▶ YOUR GOAL: Read through the lines below and copy the ones holding the string "ContactConfig".

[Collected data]
use crate::api::{ContactApi, ContactPaths};
use crate::config::ContactConfig;
use crate::model::Scope;
use crate::store::fs::FileStore;
use directories::ProjectDirs;
use std::path::{Path, PathBuf};

pub struct ContactContext {
    pub api: ContactApi<FileStore>,
    pub scope: Scope,
    pub config: ContactConfig,
    /// Location of the contacts document in use.
    pub data_file: PathBuf,
}

/// Per-user data directory, or `<cwd>/.contactbook` when the platform has none.
pub fn global_data_dir(cwd: &Path) -> PathBuf {
    ProjectDirs::from("com", "contactbook", "contactbook")
        .map(|dirs| dirs.data_dir().to_path_buf())
        .unwrap_or_else(|| cwd.join(".contactbook"))
}

pub fn initialize(cwd: &Path, use_global: bool) -> ContactContext {
    initialize_with(cwd, global_data_dir(cwd), use_global)
}

/// Builds the context with an explicit global directory.
pub fn initialize_with(cwd: &Path, global_dir: PathBuf, use_global: bool) -> ContactContext {
    let scope = if use_global {
        Scope::Global
    } else {
        Scope::Project
    };

    let scope_dir = match scope {
        Scope::Project => cwd.to_path_buf(),
        Scope::Global => global_dir.clone(),
    };
    let config = ContactConfig::load(&scope_dir).unwrap_or_else(|e| {
        tracing::warn!(dir = %scope_dir.display(), error = %e, "ignoring unreadable config");
        ContactConfig::default()
    });

    let store = FileStore::in_dir(&scope_dir, &config.file_name);
    let data_file = store.path().to_path_buf();
    let paths = ContactPaths {
        project: Some(cwd.to_path_buf()),
        global: global_dir,
    };
    let api = ContactApi::open(store, paths);

    ContactContext {
        api,
        scope,
        config,
        data_file,
    }
}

▶ RESPONSE FOR THIS EXERCISE:
use crate::config::ContactConfig;
    pub config: ContactConfig,
    let config = ContactConfig::load(&scope_dir).unwrap_or_else(|e| {
        ContactConfig::default()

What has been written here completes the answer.